What’s the global schema? No one has a clue. It’s a problem of scale.
What’s the second problem with ETL?
Stonebraker: The second problem is, if you send a programmer out to look at a data source, he’s the one who’s got to clean it. In the case of Novartis, it turns out there’s a genomics term called ICU-50; there’s also a genomics term called ICE-50. So the programmer’s got to clean that data. The problem is, he has no clue whether an ICE-50 and an ICU-50 are the same things or are different things. He’s a programmer. He’s not a business owner or a domain specialist.
At the end of the day, the only person who is capable of deciding whether an ICU-50 and an ICE-50 are the same or different is the domain specialist. They are the ones who actually have to answer these questions. So you’ve got no global schema up front, and when you have to involve humans, you’ve got the wrong humans involved.
Tamr’s solution is to combine domain expertise and machine learning. How does the tool work?
Stonebraker: If a column is named ‘wages’ in one data source and ‘salaries’ in another data source, with automatic techniques, you have no idea if those are the same or different. [Tamr] asks a domain expert, a human, ‘are these the same or are these different?’ And he says yes or no. So whenever Tamr doesn’t know the answer, it asks a human. And in the process, it builds up a training database of answers to questions. So, if it ever sees wages and salaries again, it knows they are the same thing. Moreover, if the human says ‘wages’ and ‘salary’ are the same, [Tamr] has a bunch of statistical techniques that say wage and salary – without the ‘s’ on the end – are probably the same thing.
You can say what level of confidence you require for an automated system to do a checking process without a human. So a human administrator, who we call the data shepherd, can say if the system is 95% confident about answers to questions, do them automatically and don’t have a human check them.
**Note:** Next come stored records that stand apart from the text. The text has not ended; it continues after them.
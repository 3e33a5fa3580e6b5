use time::Time;
use uuid::Uuid;

use crate::db::models::Agreement;

use super::availability::minute_of_day;
use super::overlap::overlaps;

/// A descriptive record of one appointment a proposed time would collide
/// with, detailed enough for the manage UI to offer a "force anyway"
/// override instead of a bare rejection.
#[derive(Debug, Clone, PartialEq)]
pub struct ConflictInfo {
    pub agreement_id: Uuid,
    pub start_time: Time,
    pub end_time: Time,
    pub client_name: String,
    pub service_name: String,
}

/// Checks a proposed start/duration against a technician's Pending and
/// Confirmed agreements on the target date. `exclude_id` skips the
/// appointment being edited so it never conflicts with itself.
pub fn find_conflicts(
    candidate_start: Time,
    candidate_duration_minutes: i32,
    existing: &[Agreement],
    exclude_id: Option<Uuid>,
) -> Vec<ConflictInfo> {
    // Minutes since midnight: `Time` addition wraps at midnight, which would
    // let a late-running appointment fall out of the comparison.
    let start = minute_of_day(candidate_start);
    let end = start + candidate_duration_minutes;

    existing
        .iter()
        .filter(|agreement| exclude_id != Some(agreement.id))
        .filter(|agreement| {
            let booked_start = minute_of_day(agreement.start_time);
            let booked_end = booked_start + agreement.service.duration_minutes;
            overlaps(start, end, booked_start, booked_end)
        })
        .map(|agreement| ConflictInfo {
            agreement_id: agreement.id,
            start_time: agreement.start_time,
            end_time: agreement.end_time(),
            client_name: agreement.client_name.clone(),
            service_name: agreement.service.name.clone(),
        })
        .collect()
}

#[cfg(test)]
mod tests {
    use time::macros::{date, datetime, time};

    use crate::db::models::{AgreementStatus, Service};

    use super::*;

    fn agreement_at(start: Time, duration_minutes: i32) -> Agreement {
        Agreement {
            id: Uuid::new_v4(),
            date: date!(2026 - 03 - 02),
            start_time: start,
            service: Service {
                id: Uuid::new_v4(),
                name: "Haircut".into(),
                duration_minutes,
                max_participants: 1,
            },
            technician_id: Uuid::new_v4(),
            client_id: Uuid::new_v4(),
            client_name: "Sam".into(),
            client_email: "sam@example.com".into(),
            salon_id: Uuid::new_v4(),
            status: AgreementStatus::Confirmed,
            confirm_token_hash: None,
            expires_at: None,
            confirmed_at: None,
            created_at: datetime!(2026-02-01 00:00 UTC),
        }
    }

    #[test]
    fn reports_each_overlapping_appointment() {
        let first = agreement_at(time!(10:00), 30);
        let second = agreement_at(time!(10:45), 30);
        let third = agreement_at(time!(13:00), 30);

        let conflicts = find_conflicts(time!(10:15), 60, &[first.clone(), second, third], None);

        assert_eq!(conflicts.len(), 2);
        assert_eq!(conflicts[0].agreement_id, first.id);
        assert_eq!(conflicts[0].client_name, "Sam");
        assert_eq!(conflicts[0].service_name, "Haircut");
        assert_eq!(conflicts[0].end_time, time!(10:30));
    }

    #[test]
    fn back_to_back_is_not_a_conflict() {
        let booked = agreement_at(time!(10:00), 30);
        assert!(find_conflicts(time!(09:30), 30, &[booked.clone()], None).is_empty());
        assert!(find_conflicts(time!(10:30), 30, &[booked], None).is_empty());
    }

    #[test]
    fn late_evening_appointment_still_conflicts() {
        // 23:30 + 60 minutes wraps to 00:30 as a `Time`; in minute arithmetic
        // it keeps blocking the rest of the evening.
        let booked = agreement_at(time!(23:30), 60);
        let conflicts = find_conflicts(time!(23:50), 30, &[booked], None);
        assert_eq!(conflicts.len(), 1);
    }

    #[test]
    fn edited_appointment_never_conflicts_with_itself() {
        let booked = agreement_at(time!(10:00), 30);
        let id = booked.id;

        assert_eq!(find_conflicts(time!(10:00), 30, &[booked.clone()], None).len(), 1);
        assert!(find_conflicts(time!(10:00), 30, &[booked], Some(id)).is_empty());
    }
}
use axum::{
    routing::{get, post},
    Router,
};

use crate::app_state::AppState;

use super::handlers::{confirm_appointment, create_booking};

pub fn booking_routes() -> Router<AppState> {
    Router::new()
        .route("/bookings", post(create_booking))
        .route("/confirm/{token}", get(confirm_appointment))
}
use thiserror::Error;

#[derive(Error, Debug)]
#[allow(unused)]
pub enum DatabaseError {
    #[error("Database error: {0}")]
    Sqlx(#[from] sqlx::Error),

    #[error("Record not found")]
    NotFound,

    #[error("Invalid input: {0}")]
    InvalidInput(String),

    #[error("Transaction error: {0}")]
    TransactionError(String),
}
use axum::{routing::get, Router};

use crate::app_state::AppState;

use super::handlers::get_salon_services;

pub fn salon_routes() -> Router<AppState> {
    Router::new().route("/services", get(get_salon_services))
}
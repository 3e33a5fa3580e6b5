use sqlx::PgPool;
use uuid::Uuid;

use crate::db::models::{Client, Salon, Technician};
use crate::db::DatabaseError;

pub struct AccountRepository {
    pool: PgPool,
}

impl AccountRepository {
    pub fn new(pool: PgPool) -> Self {
        Self { pool }
    }

    pub async fn get_salon(&self, id: Uuid) -> Result<Option<Salon>, DatabaseError> {
        let salon = sqlx::query_as::<_, Salon>("SELECT id, name FROM salons WHERE id = $1")
            .bind(id)
            .fetch_optional(&self.pool)
            .await?;
        Ok(salon)
    }

    pub async fn get_technician(&self, id: Uuid) -> Result<Option<Technician>, DatabaseError> {
        let technician = sqlx::query_as::<_, Technician>(
            "SELECT id, salon_id, name, email, notify_by_email FROM technicians WHERE id = $1",
        )
        .bind(id)
        .fetch_optional(&self.pool)
        .await?;
        Ok(technician)
    }

    pub async fn set_notify_by_email(
        &self,
        technician_id: Uuid,
        enabled: bool,
    ) -> Result<(), DatabaseError> {
        let result = sqlx::query("UPDATE technicians SET notify_by_email = $2 WHERE id = $1")
            .bind(technician_id)
            .bind(enabled)
            .execute(&self.pool)
            .await?;

        if result.rows_affected() == 0 {
            return Err(DatabaseError::NotFound);
        }
        Ok(())
    }

    /// Returns the client with this email, creating one on first booking.
    /// The returning-on-conflict trick keeps this a single round trip.
    pub async fn get_or_create_client(
        &self,
        name: &str,
        email: &str,
    ) -> Result<Client, DatabaseError> {
        let client = sqlx::query_as::<_, Client>(
            r#"
            INSERT INTO clients (name, email)
            VALUES ($1, $2)
            ON CONFLICT (email) DO UPDATE SET email = EXCLUDED.email
            RETURNING id, name, email
            "#,
        )
        .bind(name)
        .bind(email.to_lowercase())
        .fetch_one(&self.pool)
        .await?;
        Ok(client)
    }
}
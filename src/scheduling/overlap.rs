/// Half-open interval intersection: `[start_a, end_a)` meets `[start_b,
/// end_b)` iff `start_a < end_b && end_a > start_b`. Every overlap decision
/// in slot computation and conflict checking goes through this one predicate
/// so the boundary semantics cannot drift: a slot ending exactly when
/// another begins is not a conflict.
pub fn overlaps<T: PartialOrd>(start_a: T, end_a: T, start_b: T, end_b: T) -> bool {
    start_a < end_b && end_a > start_b
}
use axum::{
    routing::get,
    Router,
};

use crate::app_state::AppState;

use super::handlers::{get_calendar_day, get_settings, update_settings};

pub fn tech_routes() -> Router<AppState> {
    Router::new()
        .route("/calendar", get(get_calendar_day))
        .route("/settings", get(get_settings).put(update_settings))
}
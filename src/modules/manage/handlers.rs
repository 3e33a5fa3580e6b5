use axum::extract::{Path, State};
use axum::http::StatusCode;
use axum::response::{IntoResponse, Response};
use axum::Json;
use serde::Deserialize;
use serde_json::json;
use tracing::error;
use uuid::Uuid;
use validator::Validate;

use crate::app_state::AppState;
use crate::db::models::{
    Agreement, AgreementStatus, DayTimeRange, InvalidTransition, Schedule, Service, Technician,
};
use crate::db::repositories::{
    AccountRepository, AgreementRepository, PgAgreementRepository, ScheduleRepository,
    ServiceRepository,
};
use crate::email::{ClientNotification, NotificationKind, PreviousBooking, TechNotification};
use crate::error::{AppError, AppResult};
use crate::modules::{ensure_within_day, parse_date, parse_time, parse_weekday};
use crate::scheduling::conflict::find_conflicts;

#[derive(Debug, Deserialize)]
pub struct TimeRangeDto {
    pub day: String,
    pub begin_time: String,
    pub end_time: String,
}

/// Parses and validates inbound time ranges. `begin < end` is enforced here,
/// at the edit boundary, before anything is written.
fn parse_ranges(ranges: &[TimeRangeDto]) -> Result<Vec<DayTimeRange>, AppError> {
    ranges
        .iter()
        .map(|dto| {
            let day = parse_weekday(&dto.day)?;
            let begin_time = parse_time(&dto.begin_time)?;
            let end_time = parse_time(&dto.end_time)?;
            if begin_time >= end_time {
                return Err(AppError::Validation(format!(
                    "begin time must be before end time for {}",
                    dto.day
                )));
            }
            Ok(DayTimeRange {
                day,
                begin_time,
                end_time,
            })
        })
        .collect()
}

// ── Schedules ────────────────────────────────────────────────────────────

#[derive(Debug, Deserialize)]
pub struct CreateScheduleRequest {
    pub technician_id: Uuid,
    pub effective_start: String,
    pub effective_end: Option<String>,
    #[serde(default)]
    pub is_outage: bool,
    pub release_window_days: Option<i32>,
    pub time_ranges: Vec<TimeRangeDto>,
}

pub async fn create_schedule(
    State(state): State<AppState>,
    Json(request): Json<CreateScheduleRequest>,
) -> AppResult<Response> {
    let effective_start = parse_date(&request.effective_start)?;
    let effective_end = request
        .effective_end
        .as_deref()
        .map(parse_date)
        .transpose()?;
    let day_ranges = parse_ranges(&request.time_ranges)?;

    let technician = AccountRepository::new(state.db.clone())
        .get_technician(request.technician_id)
        .await?
        .ok_or_else(|| AppError::NotFound("technician".into()))?;

    let schedule = Schedule {
        id: Uuid::new_v4(),
        technician_id: technician.id,
        salon_id: technician.salon_id,
        effective_start,
        effective_end,
        is_outage: request.is_outage,
        day_ranges,
        release_window_days: request.release_window_days.unwrap_or(30),
    };

    let id = ScheduleRepository::new(state.db.clone())
        .create(&schedule)
        .await?;

    Ok((StatusCode::CREATED, Json(json!({ "id": id }))).into_response())
}

#[derive(Debug, Deserialize)]
pub struct UpdateScheduleRequest {
    pub technician_id: Uuid,
    pub effective_start: String,
    pub effective_end: Option<String>,
    #[serde(default)]
    pub is_outage: bool,
    pub time_ranges: Vec<TimeRangeDto>,
}

pub async fn update_schedule(
    State(state): State<AppState>,
    Path(schedule_id): Path<Uuid>,
    Json(request): Json<UpdateScheduleRequest>,
) -> AppResult<Response> {
    let effective_start = parse_date(&request.effective_start)?;
    let effective_end = request
        .effective_end
        .as_deref()
        .map(parse_date)
        .transpose()?;
    let day_ranges = parse_ranges(&request.time_ranges)?;

    let schedules = ScheduleRepository::new(state.db.clone());
    let schedule = schedules
        .get_by_id(schedule_id)
        .await?
        .filter(|s| s.technician_id == request.technician_id)
        .ok_or_else(|| AppError::NotFound("schedule".into()))?;

    schedules
        .update_fields(schedule.id, effective_start, effective_end, request.is_outage)
        .await?;
    schedules.replace_time_ranges(schedule.id, &day_ranges).await?;

    Ok(StatusCode::NO_CONTENT.into_response())
}

#[derive(Debug, Deserialize)]
pub struct DeactivateScheduleRequest {
    pub technician_id: Uuid,
}

pub async fn deactivate_schedule(
    State(state): State<AppState>,
    Path(schedule_id): Path<Uuid>,
    Json(request): Json<DeactivateScheduleRequest>,
) -> AppResult<Response> {
    let schedules = ScheduleRepository::new(state.db.clone());
    let schedule = schedules
        .get_by_id(schedule_id)
        .await?
        .filter(|s| s.technician_id == request.technician_id)
        .ok_or_else(|| AppError::NotFound("schedule".into()))?;

    schedules
        .deactivate(schedule.id, state.env.salon_now().date())
        .await?;

    Ok(StatusCode::NO_CONTENT.into_response())
}

// ── Appointments ─────────────────────────────────────────────────────────

pub async fn list_services(State(state): State<AppState>) -> AppResult<Response> {
    let services = ServiceRepository::new(state.db.clone()).get_all().await?;
    Ok(Json(services).into_response())
}

#[derive(Debug, Deserialize, Validate)]
pub struct CreateAppointmentRequest {
    pub technician_id: Uuid,
    pub service_id: Uuid,
    #[validate(length(min = 1, message = "Client name must not be empty"))]
    pub client_name: String,
    #[validate(email)]
    pub client_email: String,
    pub date: String,
    pub time: String,
    /// Create even if the slot overlaps existing appointments.
    #[serde(default)]
    pub force: bool,
}

/// Walk-in/phone booking entered by the technician. Skips the confirmation
/// hold entirely: the appointment is created Confirmed.
pub async fn create_appointment(
    State(state): State<AppState>,
    Json(request): Json<CreateAppointmentRequest>,
) -> AppResult<Response> {
    request
        .validate()
        .map_err(|err| AppError::Validation(err.to_string()))?;
    let date = parse_date(&request.date)?;
    let time = parse_time(&request.time)?;

    let accounts = AccountRepository::new(state.db.clone());
    let technician = accounts
        .get_technician(request.technician_id)
        .await?
        .ok_or_else(|| AppError::NotFound("technician".into()))?;
    let service = ServiceRepository::new(state.db.clone())
        .get_by_id(request.service_id)
        .await?
        .ok_or_else(|| AppError::NotFound("service".into()))?;
    ensure_within_day(time, service.duration_minutes)?;

    let agreements = PgAgreementRepository::new(state.db.clone());
    let existing = agreements
        .get_active_for_technician_on_date(date, technician.id)
        .await?;
    let conflicts = find_conflicts(time, service.duration_minutes, &existing, None);
    if !conflicts.is_empty() && !request.force {
        return Err(AppError::Conflict(conflicts));
    }

    let client = accounts
        .get_or_create_client(&request.client_name, &request.client_email)
        .await?;

    let now = state.env.salon_now();
    let agreement = Agreement {
        id: Uuid::new_v4(),
        date,
        start_time: time,
        service: service.clone(),
        technician_id: technician.id,
        client_id: client.id,
        client_name: client.name.clone(),
        client_email: client.email.clone(),
        salon_id: technician.salon_id,
        status: AgreementStatus::Confirmed,
        confirm_token_hash: None,
        expires_at: None,
        confirmed_at: Some(now),
        created_at: now,
    };
    let id = agreements.save(&agreement).await?;

    let notification = ClientNotification {
        to: client.email,
        client_name: client.name,
        kind: NotificationKind::Booked,
        date,
        time,
        service_name: service.name,
        service_duration_minutes: service.duration_minutes,
        previous: None,
    };
    if let Err(err) = state.email.send_client_notification(&notification).await {
        error!(agreement_id = %id, "failed to send booking notification to client: {err}");
    }

    Ok((StatusCode::CREATED, Json(json!({ "id": id }))).into_response())
}

#[derive(Debug, Deserialize)]
pub struct UpdateAppointmentRequest {
    pub technician_id: Uuid,
    pub date: String,
    pub time: String,
    pub service_id: Uuid,
    /// Apply even if the new slot overlaps existing appointments.
    #[serde(default)]
    pub force: bool,
}

pub async fn update_appointment(
    State(state): State<AppState>,
    Path(appointment_id): Path<Uuid>,
    Json(request): Json<UpdateAppointmentRequest>,
) -> AppResult<Response> {
    let new_date = parse_date(&request.date)?;
    let new_time = parse_time(&request.time)?;

    let agreements = PgAgreementRepository::new(state.db.clone());
    let agreement = agreements
        .get_by_id(appointment_id)
        .await?
        .filter(|a| a.technician_id == request.technician_id)
        .ok_or_else(|| AppError::NotFound("appointment".into()))?;

    if matches!(
        agreement.status,
        AgreementStatus::Expired | AgreementStatus::Cancelled
    ) {
        return Err(AppError::InvalidState(InvalidTransition(agreement.status)));
    }

    let new_service = ServiceRepository::new(state.db.clone())
        .get_by_id(request.service_id)
        .await?
        .ok_or_else(|| AppError::NotFound("service".into()))?;
    ensure_within_day(new_time, new_service.duration_minutes)?;

    // Conflict check against the technician's day, never against itself.
    let others = agreements
        .get_active_for_technician_on_date(new_date, request.technician_id)
        .await?;
    let conflicts = find_conflicts(
        new_time,
        new_service.duration_minutes,
        &others,
        Some(agreement.id),
    );
    if !conflicts.is_empty() && !request.force {
        return Err(AppError::Conflict(conflicts));
    }

    let previous = PreviousBooking {
        date: agreement.date,
        time: agreement.start_time,
        service_name: agreement.service.name.clone(),
    };

    let updated = Agreement {
        date: new_date,
        start_time: new_time,
        service: new_service.clone(),
        ..agreement
    };
    agreements.update(&updated).await?;

    notify_change(
        &state,
        &updated,
        &new_service,
        NotificationKind::Modified,
        Some(previous),
    )
    .await;

    Ok(StatusCode::NO_CONTENT.into_response())
}

#[derive(Debug, Deserialize)]
pub struct CancelAppointmentRequest {
    pub technician_id: Uuid,
}

pub async fn cancel_appointment(
    State(state): State<AppState>,
    Path(appointment_id): Path<Uuid>,
    Json(request): Json<CancelAppointmentRequest>,
) -> AppResult<Response> {
    let agreements = PgAgreementRepository::new(state.db.clone());
    let agreement = agreements
        .get_by_id(appointment_id)
        .await?
        .filter(|a| a.technician_id == request.technician_id)
        .ok_or_else(|| AppError::NotFound("appointment".into()))?;

    agreements.cancel(agreement.id).await?;

    let service = agreement.service.clone();
    notify_change(&state, &agreement, &service, NotificationKind::Cancelled, None).await;

    Ok(StatusCode::NO_CONTENT.into_response())
}

/// Fans out "modified"/"cancelled" notices to the technician (when opted in)
/// and the client. Failures are logged; the mutation already stands.
async fn notify_change(
    state: &AppState,
    agreement: &Agreement,
    service: &Service,
    kind: NotificationKind,
    previous: Option<PreviousBooking>,
) {
    let technician: Option<Technician> = match AccountRepository::new(state.db.clone())
        .get_technician(agreement.technician_id)
        .await
    {
        Ok(tech) => tech,
        Err(err) => {
            error!(technician_id = %agreement.technician_id, "technician lookup failed: {err}");
            None
        }
    };

    if let Some(technician) = technician.filter(|t| t.notify_by_email) {
        let notification = TechNotification {
            to: technician.email,
            kind,
            date: agreement.date,
            time: agreement.start_time,
            service_name: service.name.clone(),
            service_duration_minutes: service.duration_minutes,
            previous: previous.clone(),
        };
        if let Err(err) = state.email.send_tech_notification(&notification).await {
            error!(agreement_id = %agreement.id, "failed to notify technician: {err}");
        }
    }

    let notification = ClientNotification {
        to: agreement.client_email.clone(),
        client_name: agreement.client_name.clone(),
        kind,
        date: agreement.date,
        time: agreement.start_time,
        service_name: service.name.clone(),
        service_duration_minutes: service.duration_minutes,
        previous,
    };
    if let Err(err) = state.email.send_client_notification(&notification).await {
        error!(agreement_id = %agreement.id, "failed to notify client: {err}");
    }
}
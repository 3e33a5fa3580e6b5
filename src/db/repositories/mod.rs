mod account_repository;
mod agreement_repository;
mod schedule_repository;
mod service_repository;

pub use account_repository::AccountRepository;
pub use agreement_repository::{AgreementRepository, PgAgreementRepository};
pub use schedule_repository::ScheduleRepository;
pub use service_repository::ServiceRepository;
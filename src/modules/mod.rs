pub mod availability;
pub mod booking;
pub mod manage;
pub mod salon;
pub mod tech;

use time::format_description::BorrowedFormatItem;
use time::macros::format_description;
use time::{Date, Time, Weekday};

use crate::error::AppError;

// Wire formats: yyyy-MM-dd dates, HH:mm 24-hour times.
const DATE_FORMAT: &[BorrowedFormatItem<'static>] = format_description!("[year]-[month]-[day]");
const TIME_FORMAT: &[BorrowedFormatItem<'static>] = format_description!("[hour]:[minute]");

pub fn parse_date(raw: &str) -> Result<Date, AppError> {
    Date::parse(raw, DATE_FORMAT)
        .map_err(|_| AppError::Validation(format!("invalid date '{raw}', expected yyyy-MM-dd")))
}

pub fn parse_time(raw: &str) -> Result<Time, AppError> {
    Time::parse(raw, TIME_FORMAT)
        .map_err(|_| AppError::Validation(format!("invalid time '{raw}', expected HH:mm")))
}

pub fn parse_weekday(raw: &str) -> Result<Weekday, AppError> {
    match raw {
        "Monday" => Ok(Weekday::Monday),
        "Tuesday" => Ok(Weekday::Tuesday),
        "Wednesday" => Ok(Weekday::Wednesday),
        "Thursday" => Ok(Weekday::Thursday),
        "Friday" => Ok(Weekday::Friday),
        "Saturday" => Ok(Weekday::Saturday),
        "Sunday" => Ok(Weekday::Sunday),
        _ => Err(AppError::Validation(format!("invalid day of week: {raw}"))),
    }
}

/// Appointments must end by midnight. `Time` plus a duration wraps past it,
/// so a spill-over would silently land on the wrong side of the day in every
/// later comparison.
pub fn ensure_within_day(start: Time, duration_minutes: i32) -> Result<(), AppError> {
    let end = start.hour() as i32 * 60 + start.minute() as i32 + duration_minutes;
    if end > 24 * 60 {
        return Err(AppError::Validation(format!(
            "a {duration_minutes}-minute appointment starting at {} would run past midnight",
            format_time(start)
        )));
    }
    Ok(())
}

pub fn format_date(date: Date) -> String {
    format!(
        "{:04}-{:02}-{:02}",
        date.year(),
        u8::from(date.month()),
        date.day()
    )
}

pub fn format_time(time: Time) -> String {
    format!("{:02}:{:02}", time.hour(), time.minute())
}
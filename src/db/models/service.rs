use serde::{Deserialize, Serialize};
use uuid::Uuid;

/// Immutable reference data describing a bookable service.
#[derive(Debug, Clone, PartialEq, Eq, sqlx::FromRow, Serialize, Deserialize)]
pub struct Service {
    pub id: Uuid,
    pub name: String,
    pub duration_minutes: i32,
    pub max_participants: i32,
}
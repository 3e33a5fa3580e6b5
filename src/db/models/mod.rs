mod account;
mod agreement;
mod schedule;
mod service;

pub use account::*;
pub use agreement::*;
pub use schedule::*;
pub use service::*;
pub mod models;
pub mod repositories;
mod error;

use anyhow::Result;
use sqlx::postgres::{PgPool, PgPoolOptions};

use crate::config;

pub use error::DatabaseError;

/// Initialize the database connection pool
pub async fn init_pool() -> Result<PgPool> {
    let config = config::get();
    let pool = PgPoolOptions::new()
        .max_connections(config.database.max_connections.unwrap_or(10))
        .min_connections(config.database.min_connections.unwrap_or(1))
        .connect(&config.database.url)
        .await?;

    // Run migrations
    sqlx::migrate!("./migrations").run(&pool).await?;

    Ok(pool)
}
This is in the eye of the beholder: It costs money to check decisions, and you can decide how important is it to get total accuracy versus how much money are you willing to spend with human checkers.
Basically, with deduplication and schema integration, Tamr asks a human when it doesn’t know, and we have statistical models that get smarter and smarter over time by taking advantage of the answer to previously asked questions. In the process, if you insist on 100% accuracy, everything will get checked. And even there, we offer an ROI because we organize the checking and make it efficient for humans. And if you’re willing to tackle that process 100%, then it’s all gravy.